Королёва увезли в знаменитую «Бутырку» – Бутырскую тюрьму (Новослободская улица, дом № 45). По прибытии туда конструктор заполнил «анкету арестованного», в левом верхнем углу которой значилось «вредит.». В тот же день его сфотографировали анфас и в профиль и вызвали на допрос к следователю госбезопасности Быкову. На вопрос: «Вы арестованы за антисоветскую деятельность. Признаете себя виновным?» – был дан ответ: «Нет, не признаю. Никакой антисоветской деятельностью я не занимался».
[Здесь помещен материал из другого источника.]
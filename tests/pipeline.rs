//! End-to-end pipeline test: a repository snapshot with a mix of decodable
//! and undecodable blocks flows through decode, local write, and a
//! simulated upload with an injected store failure.

use async_trait::async_trait;
use bsky_backup::backup::{BackupEntry, BackupFormat, BackupPipeline, BackupWriter, RecordSource};
use bsky_backup::car::{decode_car, write_block, write_header, CarHeader, RecordData};
use bsky_backup::pds::{RawRecord, SnapshotSource};
use bsky_backup::prompt::{Prompter, SpaceChoice};
use bsky_backup::storage::{upload_artifact, Principal, Space, StorageBackend, UploadStep};
use bsky_backup::{BackupError, Result};
use cid::Cid;
use multihash_codetable::{Code, MultihashDigest};
use serde_json::{json, Value};
use tempfile::tempdir;

const DAG_CBOR: u64 = 0x71;
const RAW: u64 = 0x55;

/// Not valid CBOR: 0xff is a break code, never a valid initial byte.
const RAW_PAYLOAD: [u8; 5] = [0xff, 0x13, 0x37, 0x00, 0xff];

fn snapshot_car() -> Vec<u8> {
    let mut blocks = Vec::new();
    for text in ["a", "b"] {
        let data = serde_ipld_dagcbor::to_vec(&json!({ "text": text })).unwrap();
        let cid = Cid::new_v1(DAG_CBOR, Code::Sha2_256.digest(&data));
        blocks.push((cid, data));
    }
    blocks.push((
        Cid::new_v1(RAW, Code::Sha2_256.digest(&RAW_PAYLOAD)),
        RAW_PAYLOAD.to_vec(),
    ));

    let mut buf = Vec::new();
    write_header(&mut buf, &CarHeader::new(vec![blocks[0].0])).unwrap();
    for (cid, data) in &blocks {
        write_block(&mut buf, cid, data).unwrap();
    }
    buf
}

struct FixtureSource {
    car: Vec<u8>,
}

#[async_trait]
impl SnapshotSource for FixtureSource {
    async fn fetch_archive(&self, _did: &str) -> Result<Vec<u8>> {
        Ok(self.car.clone())
    }

    async fn list_records(&self, _did: &str, _limit: u32) -> Result<Vec<RawRecord>> {
        unimplemented!("this scenario goes through the repository snapshot")
    }
}

struct StoreFailingBackend;

#[async_trait]
impl StorageBackend for StoreFailingBackend {
    type Handle = ();

    async fn connect(&self) -> Result<()> {
        Ok(())
    }

    async fn authenticate(&self, _handle: &()) -> Result<Principal> {
        Ok(Principal {
            did: "did:mailto:example.com:user".to_string(),
        })
    }

    async fn list_spaces(&self, _handle: &()) -> Result<Vec<Space>> {
        Ok(vec![Space {
            did: "did:key:space".to_string(),
            name: Some("backups".to_string()),
        }])
    }

    async fn create_space(&self, _handle: &(), _name: &str, _owner: &Principal) -> Result<Space> {
        unimplemented!()
    }

    async fn store(&self, _handle: &(), _space: &Space, _bytes: Vec<u8>, _ct: &str) -> Result<String> {
        Err(BackupError::Storage("simulated outage".to_string()))
    }
}

struct ScriptedPrompter {
    format: BackupFormat,
    upload: bool,
}

impl Prompter for ScriptedPrompter {
    fn choose_format(&self, _default: BackupFormat) -> Result<BackupFormat> {
        Ok(self.format)
    }

    fn confirm_upload(&self) -> Result<bool> {
        Ok(self.upload)
    }

    fn choose_space(&self, _spaces: &[Space]) -> Result<SpaceChoice> {
        Ok(SpaceChoice::Existing(0))
    }

    fn space_name(&self) -> Result<String> {
        Ok("backups".to_string())
    }

    fn choose_backup(&self, entries: &[BackupEntry]) -> Result<Option<usize>> {
        Ok(if entries.is_empty() { None } else { Some(0) })
    }
}

#[test]
fn decode_covers_every_block_and_preserves_raw_bytes() {
    let records = decode_car(&snapshot_car()).unwrap();

    assert_eq!(records.len(), 3);
    assert_eq!(records[0].data, RecordData::Structured(json!({"text": "a"})));
    assert_eq!(records[1].data, RecordData::Structured(json!({"text": "b"})));
    assert_eq!(
        records[2].data,
        RecordData::Raw {
            bytes: RAW_PAYLOAD.to_vec()
        }
    );
}

#[tokio::test]
async fn snapshot_to_document_to_failed_store_leaves_artifact_intact() {
    let dir = tempdir().unwrap();
    let source = FixtureSource { car: snapshot_car() };
    let backend = StoreFailingBackend;
    let prompter = ScriptedPrompter {
        format: BackupFormat::Json,
        upload: false,
    };
    let pipeline = BackupPipeline::new(
        &source,
        &backend,
        &prompter,
        BackupWriter::new(dir.path()),
    );

    // Write the structured document from the decoded snapshot.
    let artifact = pipeline
        .backup_posts("did:plc:example", RecordSource::Repo)
        .await
        .unwrap();
    assert_eq!(artifact.format, BackupFormat::Json);

    let envelope: Value =
        serde_json::from_slice(&std::fs::read(&artifact.path).unwrap()).unwrap();
    assert_eq!(envelope["postCount"], 3);
    assert_eq!(envelope["posts"][2]["data"]["bytes"], json!([255, 19, 55, 0, 255]));

    // Upload with a failing store step: the error names the step and the
    // artifact bytes are untouched.
    let before = std::fs::read(&artifact.path).unwrap();
    let err = upload_artifact(&backend, &prompter, &artifact.path, artifact.format, None)
        .await
        .unwrap_err();
    match &err {
        BackupError::Upload { step, .. } => assert_eq!(*step, UploadStep::Store),
        other => panic!("expected upload error, got {other}"),
    }
    assert!(err.to_string().contains("store"));
    assert_eq!(std::fs::read(&artifact.path).unwrap(), before);
}

#[tokio::test]
async fn car_backup_roundtrips_archive_bytes() {
    let dir = tempdir().unwrap();
    let car = snapshot_car();
    let source = FixtureSource { car: car.clone() };
    let backend = StoreFailingBackend;
    let prompter = ScriptedPrompter {
        format: BackupFormat::Car,
        upload: false,
    };
    let pipeline = BackupPipeline::new(
        &source,
        &backend,
        &prompter,
        BackupWriter::new(dir.path()),
    );

    let artifact = pipeline
        .backup_posts("did:plc:example", RecordSource::Repo)
        .await
        .unwrap();
    assert_eq!(artifact.format, BackupFormat::Car);
    assert_eq!(std::fs::read(&artifact.path).unwrap(), car);

    // The written archive decodes back to the same records.
    let records = decode_car(&std::fs::read(&artifact.path).unwrap()).unwrap();
    assert_eq!(records.len(), 3);
}

#[tokio::test]
async fn upload_existing_picks_newest_artifact() {
    let dir = tempdir().unwrap();
    let writer = BackupWriter::new(dir.path());
    std::fs::write(
        dir.path().join("bluesky-posts-2020-01-01T00-00-00Z.car"),
        b"older",
    )
    .unwrap();
    let newest = writer.write_archive(b"newer").unwrap();

    let entries = bsky_backup::backup::list_backups(dir.path()).unwrap();
    assert_eq!(entries.len(), 2);
    assert_eq!(entries[0].path, newest.path);

    // A failed upload of the selection leaves it untouched.
    let source = FixtureSource { car: Vec::new() };
    let backend = StoreFailingBackend;
    let prompter = ScriptedPrompter {
        format: BackupFormat::Car,
        upload: true,
    };
    let pipeline = BackupPipeline::new(&source, &backend, &prompter, writer);
    pipeline.upload_existing().await.unwrap();
    assert_eq!(std::fs::read(&newest.path).unwrap(), b"newer");
}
Однако уже на следующий день Сергей Королёв подписал заявление на имя народного комиссара внутренних дел Николая Ивановича Ежова, где сознавался «в антисоветской вредительской деятельности». Почему? Позднее он напишет, что к нему применялись репрессивные меры (его унижали, избивали, издевались), но объяснить этим такое быстрое признание несуществующей вины невозможно – тот же Валентин Глушко продержался намного дольше. Объяснение оказалось простым, и Королёв сам рассказал об этом своей жене и матери в ноябре 1944 года, когда после освобождения впервые приехал на несколько дней в Москву. После того как другими методами воздействия заставить его признать себя виновным не удалось, следователь применил жестокий психологический прием, заявив, что если Королёв сегодня не сознается, то завтра будет арестована его жена, а дочь отправится в детский дом. Королёва охватил ужас, и он решил во имя спасения семьи соглашаться на допросах с любыми, пусть самыми абсурдными, обвинениями, а на суде попытаться все отвергнуть и доказать свою невиновность.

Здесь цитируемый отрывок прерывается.